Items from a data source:
------------------------------

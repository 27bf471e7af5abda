//! Shared types for the canteen ordering client
//!
//! Wire models exchanged with the canteen service, plus the display
//! language enum used by every crate.

pub mod language;
pub mod models;

// Re-exports
pub use language::DisplayLanguage;
pub use rust_decimal::Decimal;
pub use serde::{Deserialize, Serialize};
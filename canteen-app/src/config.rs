//! Application configuration
//!
//! Defaults, then `<data_dir>/config.json`, then `CANTEEN_*` environment
//! variables. Command-line flags are applied last by the binary.

use crate::error::{OrderingError, OrderingResult};
use canteen_client::ClientConfig;
use serde::{Deserialize, Serialize};
use shared::DisplayLanguage;
use std::path::{Path, PathBuf};
use std::time::Duration;

pub const ENV_BASE_URL: &str = "CANTEEN_BASE_URL";
pub const ENV_TIMEOUT_SECS: &str = "CANTEEN_TIMEOUT_SECS";
pub const ENV_DATA_DIR: &str = "CANTEEN_DATA_DIR";
pub const ENV_LANG: &str = "CANTEEN_LANG";
pub const ENV_CACHE_TTL_SECS: &str = "CANTEEN_CACHE_TTL_SECS";

const CONFIG_FILE: &str = "config.json";
const PREFERENCES_FILE: &str = "preferences.json";

fn default_base_url() -> String {
    "http://127.0.0.1:8000".to_string()
}

fn default_timeout_secs() -> u64 {
    30
}

fn default_data_dir() -> PathBuf {
    PathBuf::from("./data")
}

/// 应用配置
#[derive(Debug, Clone, PartialEq, Serialize, Deserialize)]
pub struct AppConfig {
    /// Canteen API base URL
    #[serde(default = "default_base_url")]
    pub base_url: String,
    /// Request timeout (seconds)
    #[serde(default = "default_timeout_secs")]
    pub timeout_secs: u64,
    /// Preferences, logs and config file live here
    #[serde(default = "default_data_dir")]
    pub data_dir: PathBuf,
    /// Language used when no preference is stored
    #[serde(default)]
    pub default_language: DisplayLanguage,
    /// Per-canteen dish cache lifetime (None = whole session)
    #[serde(default)]
    pub catalog_cache_ttl_secs: Option<u64>,
}

impl Default for AppConfig {
    fn default() -> Self {
        Self {
            base_url: default_base_url(),
            timeout_secs: default_timeout_secs(),
            data_dir: default_data_dir(),
            default_language: DisplayLanguage::default(),
            catalog_cache_ttl_secs: None,
        }
    }
}

impl AppConfig {
    /// Load `<data_dir>/config.json`, or defaults when it does not exist
    pub fn load(data_dir: &Path) -> OrderingResult<Self> {
        let path = data_dir.join(CONFIG_FILE);
        let mut config: Self = if path.exists() {
            let content = std::fs::read_to_string(&path)?;
            serde_json::from_str(&content)
                .map_err(|e| OrderingError::Config(format!("{}: {e}", path.display())))?
        } else {
            Self::default()
        };
        config.data_dir = data_dir.to_path_buf();
        Ok(config)
    }

    /// Like [`AppConfig::load`], but writes the defaults out on first run
    /// so there is a file to edit.
    pub fn load_or_init(data_dir: &Path) -> OrderingResult<Self> {
        let path = data_dir.join(CONFIG_FILE);
        let config = Self::load(data_dir)?;
        if !path.exists() {
            config.save()?;
            tracing::info!(path = %path.display(), "Wrote default config");
        }
        Ok(config)
    }

    pub fn save(&self) -> OrderingResult<()> {
        std::fs::create_dir_all(&self.data_dir)?;
        let content = serde_json::to_string_pretty(self)
            .map_err(|e| OrderingError::Config(e.to_string()))?;
        std::fs::write(self.data_dir.join(CONFIG_FILE), content)?;
        Ok(())
    }

    /// Apply `CANTEEN_*` environment variables
    pub fn apply_env(self) -> OrderingResult<Self> {
        self.apply_env_with(|name| std::env::var(name).ok())
    }

    /// Apply overrides from any variable source
    pub fn apply_env_with(
        mut self,
        lookup: impl Fn(&str) -> Option<String>,
    ) -> OrderingResult<Self> {
        let var = |name: &str| lookup(name).filter(|v| !v.trim().is_empty());

        if let Some(url) = var(ENV_BASE_URL) {
            self.base_url = url;
        }
        if let Some(secs) = var(ENV_TIMEOUT_SECS) {
            self.timeout_secs = parse_env(ENV_TIMEOUT_SECS, &secs)?;
        }
        if let Some(dir) = var(ENV_DATA_DIR) {
            self.data_dir = PathBuf::from(dir);
        }
        if let Some(lang) = var(ENV_LANG) {
            self.default_language = lang
                .parse()
                .map_err(|e| OrderingError::Config(format!("{ENV_LANG}: {e}")))?;
        }
        if let Some(ttl) = var(ENV_CACHE_TTL_SECS) {
            self.catalog_cache_ttl_secs = Some(parse_env(ENV_CACHE_TTL_SECS, &ttl)?);
        }
        Ok(self)
    }

    pub fn client_config(&self) -> ClientConfig {
        ClientConfig::new(&self.base_url).with_timeout(self.timeout_secs)
    }

    pub fn cache_ttl(&self) -> Option<Duration> {
        self.catalog_cache_ttl_secs.map(Duration::from_secs)
    }

    pub fn preferences_path(&self) -> PathBuf {
        self.data_dir.join(PREFERENCES_FILE)
    }

    pub fn log_dir(&self) -> PathBuf {
        self.data_dir.join("logs")
    }
}

fn parse_env(name: &str, value: &str) -> OrderingResult<u64> {
    value
        .trim()
        .parse()
        .map_err(|_| OrderingError::Config(format!("{name} must be a non-negative integer, got {value:?}")))
}

#[cfg(test)]
mod tests {
    use super::*;
    use std::collections::HashMap;

    fn env(pairs: &[(&str, &str)]) -> impl Fn(&str) -> Option<String> {
        let map: HashMap<String, String> = pairs
            .iter()
            .map(|(k, v)| (k.to_string(), v.to_string()))
            .collect();
        move |name: &str| map.get(name).cloned()
    }

    #[test]
    fn test_missing_file_gives_defaults() {
        let dir = tempfile::tempdir().unwrap();
        let config = AppConfig::load(dir.path()).unwrap();
        assert_eq!(config.base_url, "http://127.0.0.1:8000");
        assert_eq!(config.timeout_secs, 30);
        assert_eq!(config.default_language, DisplayLanguage::Zh);
        assert_eq!(config.data_dir, dir.path());
        assert!(config.cache_ttl().is_none());
    }

    #[test]
    fn test_file_then_env() {
        let dir = tempfile::tempdir().unwrap();
        std::fs::write(
            dir.path().join("config.json"),
            r#"{"base_url": "http://canteen.local:9000", "default_language": "en"}"#,
        )
        .unwrap();

        let config = AppConfig::load(dir.path())
            .unwrap()
            .apply_env_with(env(&[(ENV_TIMEOUT_SECS, "5"), (ENV_CACHE_TTL_SECS, "600")]))
            .unwrap();

        assert_eq!(config.base_url, "http://canteen.local:9000");
        assert_eq!(config.default_language, DisplayLanguage::En);
        assert_eq!(config.timeout_secs, 5);
        assert_eq!(config.cache_ttl(), Some(Duration::from_secs(600)));
    }

    #[test]
    fn test_env_overrides_file() {
        let dir = tempfile::tempdir().unwrap();
        std::fs::write(dir.path().join("config.json"), r#"{"default_language": "en"}"#).unwrap();
        let config = AppConfig::load(dir.path())
            .unwrap()
            .apply_env_with(env(&[(ENV_LANG, "zh"), (ENV_BASE_URL, "http://x:1")]))
            .unwrap();
        assert_eq!(config.default_language, DisplayLanguage::Zh);
        assert_eq!(config.base_url, "http://x:1");
    }

    #[test]
    fn test_bad_env_value_is_config_error() {
        let result = AppConfig::default().apply_env_with(env(&[(ENV_TIMEOUT_SECS, "soon")]));
        assert!(matches!(result, Err(OrderingError::Config(_))));

        let result = AppConfig::default().apply_env_with(env(&[(ENV_LANG, "fr")]));
        assert!(matches!(result, Err(OrderingError::Config(_))));
    }

    #[test]
    fn test_malformed_file_is_config_error() {
        let dir = tempfile::tempdir().unwrap();
        std::fs::write(dir.path().join("config.json"), "{not json").unwrap();
        assert!(matches!(AppConfig::load(dir.path()), Err(OrderingError::Config(_))));
    }

    #[test]
    fn test_save_roundtrip() {
        let dir = tempfile::tempdir().unwrap();
        let mut config = AppConfig::load(dir.path()).unwrap();
        config.catalog_cache_ttl_secs = Some(60);
        config.save().unwrap();
        assert_eq!(AppConfig::load(dir.path()).unwrap(), config);
    }

    #[test]
    fn test_first_run_writes_defaults() {
        let dir = tempfile::tempdir().unwrap();
        let data_dir = dir.path().join("data");

        let config = AppConfig::load_or_init(&data_dir).unwrap();
        assert!(data_dir.join("config.json").exists());
        assert_eq!(AppConfig::load(&data_dir).unwrap(), config);
    }

    #[test]
    fn test_init_keeps_existing_file() {
        let dir = tempfile::tempdir().unwrap();
        let path = dir.path().join("config.json");
        std::fs::write(&path, r#"{"timeout_secs": 9}"#).unwrap();

        let config = AppConfig::load_or_init(dir.path()).unwrap();
        assert_eq!(config.timeout_secs, 9);
        assert_eq!(std::fs::read_to_string(&path).unwrap(), r#"{"timeout_secs": 9}"#);
    }

    #[test]
    fn test_client_config() {
        let config = AppConfig {
            timeout_secs: 7,
            ..AppConfig::default()
        };
        let client = config.client_config();
        assert_eq!(client.base_url, "http://127.0.0.1:8000");
        assert_eq!(client.timeout, 7);
    }
}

------------------------------

> [Task description] Taking the line with "API base URL" as the first and the line with "serde_json::from_str(&content)" as the last, retype that stretch of the data above exactly, with no other lines.

> [Result]
    /// Canteen API base URL
    #[serde(default = "default_base_url")]
    pub base_url: String,
    /// Request timeout (seconds)
    #[serde(default = "default_timeout_secs")]
    pub timeout_secs: u64,
    /// Preferences, logs and config file live here
    #[serde(default = "default_data_dir")]
    pub data_dir: PathBuf,
    /// Language used when no preference is stored
    #[serde(default)]
    pub default_language: DisplayLanguage,
    /// Per-canteen dish cache lifetime (None = whole session)
    #[serde(default)]
    pub catalog_cache_ttl_secs: Option<u64>,
}

impl Default for AppConfig {
    fn default() -> Self {
        Self {
            base_url: default_base_url(),
            timeout_secs: default_timeout_secs(),
            data_dir: default_data_dir(),
            default_language: DisplayLanguage::default(),
            catalog_cache_ttl_secs: None,
        }
    }
}

impl AppConfig {
    /// Load `<data_dir>/config.json`, or defaults when it does not exist
    pub fn load(data_dir: &Path) -> OrderingResult<Self> {
        let path = data_dir.join(CONFIG_FILE);
        let mut config: Self = if path.exists() {
            let content = std::fs::read_to_string(&path)?;
            serde_json::from_str(&content)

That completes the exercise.